Try it → Please restate, exactly as written, the lines running from the beginning of the material through the line that has "spinner per step" in it.

Data section →
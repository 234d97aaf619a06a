//! Progress reporting for dispatch steps

use colored::Colorize;
use deepdesk_application::ports::progress::ProgressNotifier;
use indicatif::{ProgressBar, ProgressStyle};
use std::sync::Mutex;
use std::time::Duration;

/// Reports dispatch progress with a spinner per step
pub struct ProgressReporter {
    spinner: Mutex<Option<ProgressBar>>,
}

impl ProgressReporter {
    pub fn new() -> Self {
        Self {
            spinner: Mutex::new(None),
        }
    }

    fn spinner_style() -> ProgressStyle {
        ProgressStyle::default_spinner()
            .template("{spinner:.green} {prefix:.bold} {msg}")
            .unwrap_or_else(|_| ProgressStyle::default_spinner())
    }
}

impl Default for ProgressReporter {
    fn default() -> Self {
        Self::new()
    }
}

impl ProgressNotifier for ProgressReporter {
    fn on_step_start(&self, label: &str) {
        let bar = ProgressBar::new_spinner();
        bar.set_style(Self::spinner_style());
        bar.set_prefix("deepdesk");
        bar.set_message(label.to_string());
        bar.enable_steady_tick(Duration::from_millis(120));
        *self.spinner.lock().unwrap() = Some(bar);
    }

    fn on_step_complete(&self, label: &str, success: bool) {
        if let Some(bar) = self.spinner.lock().unwrap().take() {
            if success {
                bar.finish_with_message(format!("{} {}", "v".green(), label));
            } else {
                bar.finish_with_message(format!("{} {} (failed)", "x".red(), label));
            }
        }
    }
}

/// Plain-text progress without spinners, for non-interactive output
pub struct SimpleProgress;

impl ProgressNotifier for SimpleProgress {
    fn on_step_start(&self, label: &str) {
        println!("{} {}...", "->".cyan(), label);
    }

    fn on_step_complete(&self, label: &str, success: bool) {
        if success {
            println!("{} {}", "v".green(), label);
        } else {
            println!("{} {} {}", "x".red(), label, "(failed)".red());
        }
    }
}
//! Specialist roles for team research

use serde::{Deserialize, Serialize};

/// A specialist on the research team (Value Object)
///
/// Each role carries its own standing instruction and task prompt. The
/// team runs every role in [`SpecialistRole::ALL`] order and merges the
/// findings afterwards.
#[derive(Debug, Clone, Copy, PartialEq, Eq, Hash, Serialize, Deserialize)]
#[serde(rename_all = "lowercase")]
pub enum SpecialistRole {
    Technical,
    Business,
}

impl SpecialistRole {
    /// All roles, in dispatch order
    pub const ALL: [SpecialistRole; 2] = [SpecialistRole::Technical, SpecialistRole::Business];

    /// Agent name used on the runtime
    pub fn name(&self) -> &'static str {
        match self {
            SpecialistRole::Technical => "technical_researcher",
            SpecialistRole::Business => "business_analyst",
        }
    }

    /// Human-readable name for reports and console output
    pub fn display_name(&self) -> &'static str {
        match self {
            SpecialistRole::Technical => "Technical Researcher",
            SpecialistRole::Business => "Business Analyst",
        }
    }

    /// Standing instruction for this specialist's agent
    pub fn instruction(&self) -> &'static str {
        match self {
            SpecialistRole::Technical => {
                r#"You are a Technical Research Specialist. Focus on:
- Technical specifications and implementations
- Architecture and system design
- Performance metrics and benchmarks
- Technical challenges and solutions

Provide detailed technical analysis with specific examples."#
            }
            SpecialistRole::Business => {
                r#"You are a Business Analysis Specialist. Focus on:
- Market trends and opportunities
- Business models and revenue streams
- Competitive landscape
- ROI and business impact analysis

Provide strategic business insights with market data."#
            }
        }
    }

    /// Task prompt posed to this specialist for a given topic
    pub fn task_prompt(&self, topic: &str) -> String {
        match self {
            SpecialistRole::Technical => format!(
                r#"Provide technical analysis of: {}

Include:
- Technical architecture requirements
- Implementation challenges
- Performance considerations
- Technology stack recommendations"#,
                topic
            ),
            SpecialistRole::Business => format!(
                r#"Provide business analysis of: {}

Include:
- Market size and growth potential
- Business model opportunities
- Competitive analysis
- Go-to-market strategy recommendations"#,
                topic
            ),
        }
    }
}

impl std::fmt::Display for SpecialistRole {
    fn fmt(&self, f: &mut std::fmt::Formatter<'_>) -> std::fmt::Result {
        write!(f, "{}", self.display_name())
    }
}
//! JSONL file writer for exchange events.
//!
//! Each [`ExchangeEvent`] is serialized as a single JSON line with a
//! `type` field and `timestamp`, appended to the file via a buffered writer.

use deepdesk_application::ports::exchange_logger::{ExchangeEvent, ExchangeLogger};
use std::fs::File;
use std::io::{BufWriter, Write};
use std::path::{Path, PathBuf};
use std::sync::Mutex;
use tracing::warn;

/// JSONL exchange logger that writes one JSON object per line.
///
/// Thread-safe via `Mutex<BufWriter<File>>`. Flushes on `Drop`.
pub struct JsonlExchangeLogger {
    writer: Mutex<BufWriter<File>>,
    path: PathBuf,
}

impl JsonlExchangeLogger {
    /// Create a new logger writing to the given path.
    ///
    /// Creates the file (and parent directories) if they don't exist.
    /// Returns `None` if the file cannot be created.
    pub fn new(path: impl AsRef<Path>) -> Option<Self> {
        let path = path.as_ref();

        if let Some(parent) = path.parent()
            && let Err(e) = std::fs::create_dir_all(parent)
        {
            warn!(
                "Could not create exchange log directory {}: {}",
                parent.display(),
                e
            );
            return None;
        }

        let file = match File::create(path) {
            Ok(f) => f,
            Err(e) => {
                warn!("Could not create exchange log file {}: {}", path.display(), e);
                return None;
            }
        };

        Some(Self {
            writer: Mutex::new(BufWriter::new(file)),
            path: path.to_path_buf(),
        })
    }

    /// Get the path to the log file.
    pub fn path(&self) -> &Path {
        &self.path
    }
}

impl ExchangeLogger for JsonlExchangeLogger {
    fn log(&self, event: ExchangeEvent) {
        let timestamp = chrono::Utc::now().to_rfc3339_opts(chrono::SecondsFormat::Millis, true);

        // Build the record: merge payload with type + timestamp
        let record = if let serde_json::Value::Object(mut map) = event.payload {
            map.insert(
                "type".to_string(),
                serde_json::Value::String(event.event_type.to_string()),
            );
            map.insert(
                "timestamp".to_string(),
                serde_json::Value::String(timestamp),
            );
            serde_json::Value::Object(map)
        } else {
            serde_json::json!({
                "type": event.event_type,
                "timestamp": timestamp,
                "data": event.payload,
            })
        };

        let Ok(line) = serde_json::to_string(&record) else {
            return;
        };

        if let Ok(mut writer) = self.writer.lock() {
            let _ = writeln!(writer, "{}", line);
            // Readers may tail the file while the process runs
            let _ = writer.flush();
        }
    }
}

impl Drop for JsonlExchangeLogger {
    fn drop(&mut self) {
        if let Ok(mut writer) = self.writer.lock() {
            let _ = writer.flush();
        }
    }
}

#[cfg(test)]
mod tests {
    use super::*;
    use std::io::Read;

    #[test]
    fn test_jsonl_logger_writes_valid_jsonl() {
        let dir = tempfile::tempdir().unwrap();
        let path = dir.path().join("test.exchange.jsonl");
        let logger = JsonlExchangeLogger::new(&path).unwrap();

        logger.log(ExchangeEvent::new(
            "research_report",
            serde_json::json!({
                "topic": "AI in Healthcare",
                "model": "gemini-2.0-flash-exp",
                "text": "Executive summary"
            }),
        ));

        logger.log(ExchangeEvent::new(
            "analysis_report",
            serde_json::json!({
                "focus": "technical",
                "content_chars": 42
            }),
        ));

        // Flush
        drop(logger);

        let mut content = String::new();
        File::open(&path)
            .unwrap()
            .read_to_string(&mut content)
            .unwrap();

        let lines: Vec<&str> = content.trim().lines().collect();
        assert_eq!(lines.len(), 2);

        // Each line should be valid JSON with type + timestamp
        for line in &lines {
            let value: serde_json::Value = serde_json::from_str(line).unwrap();
            assert!(value.get("type").is_some());
            assert!(value.get("timestamp").is_some());
        }

        let first: serde_json::Value = serde_json::from_str(lines[0]).unwrap();
        assert_eq!(first["type"], "research_report");
        assert_eq!(first["topic"], "AI in Healthcare");
        assert_eq!(first["text"], "Executive summary");

        let second: serde_json::Value = serde_json::from_str(lines[1]).unwrap();
        assert_eq!(second["type"], "analysis_report");
        assert_eq!(second["content_chars"], 42);
    }

    #[test]
    fn test_jsonl_logger_handles_non_object_payload() {
        let dir = tempfile::tempdir().unwrap();
        let path = dir.path().join("test2.exchange.jsonl");
        let logger = JsonlExchangeLogger::new(&path).unwrap();

        logger.log(ExchangeEvent::new(
            "simple_event",
            serde_json::json!("just a string"),
        ));

        drop(logger);

        let mut content = String::new();
        File::open(&path)
            .unwrap()
            .read_to_string(&mut content)
            .unwrap();

        let value: serde_json::Value = serde_json::from_str(content.trim()).unwrap();
        assert_eq!(value["type"], "simple_event");
        assert_eq!(value["data"], "just a string");
    }

    #[test]
    fn test_jsonl_logger_creates_parent_directories() {
        let dir = tempfile::tempdir().unwrap();
        let path = dir.path().join("logs").join("nested").join("run.jsonl");

        let logger = JsonlExchangeLogger::new(&path).unwrap();
        assert_eq!(logger.path(), path);
        assert!(path.exists());
    }
}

Response →
repository 234d97aaf619a06a
//! Progress reporting for dispatch steps

use colored::Colorize;
use deepdesk_application::ports::progress::ProgressNotifier;
use indicatif::{ProgressBar, ProgressStyle};
use std::sync::Mutex;
use std::time::Duration;

/// Reports dispatch progress with a spinner per step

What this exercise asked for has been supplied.